▶ _Work instructions_: Provide the number of lines in the entries below containing "TypedHeader", with no further words.

[Stored data entries]

BEGIN

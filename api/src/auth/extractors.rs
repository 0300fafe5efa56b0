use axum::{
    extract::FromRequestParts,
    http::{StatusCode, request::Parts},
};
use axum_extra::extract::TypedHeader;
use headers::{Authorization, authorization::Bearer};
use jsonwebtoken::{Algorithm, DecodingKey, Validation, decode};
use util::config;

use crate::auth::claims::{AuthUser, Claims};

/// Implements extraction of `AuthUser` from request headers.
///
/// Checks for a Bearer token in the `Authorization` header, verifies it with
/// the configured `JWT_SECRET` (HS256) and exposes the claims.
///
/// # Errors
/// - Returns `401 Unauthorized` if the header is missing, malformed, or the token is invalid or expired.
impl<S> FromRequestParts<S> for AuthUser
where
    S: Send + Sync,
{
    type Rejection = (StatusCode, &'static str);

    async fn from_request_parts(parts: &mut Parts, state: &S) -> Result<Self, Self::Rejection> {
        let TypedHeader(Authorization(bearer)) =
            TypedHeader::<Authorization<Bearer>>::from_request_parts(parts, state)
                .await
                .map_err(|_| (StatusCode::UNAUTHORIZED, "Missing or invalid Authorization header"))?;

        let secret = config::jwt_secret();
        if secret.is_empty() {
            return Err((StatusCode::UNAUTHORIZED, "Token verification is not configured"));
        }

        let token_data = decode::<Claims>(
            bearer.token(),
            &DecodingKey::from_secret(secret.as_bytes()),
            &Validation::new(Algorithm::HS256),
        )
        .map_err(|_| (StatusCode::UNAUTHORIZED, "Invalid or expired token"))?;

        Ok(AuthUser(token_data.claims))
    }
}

END

▶ _Reply to the task_: 3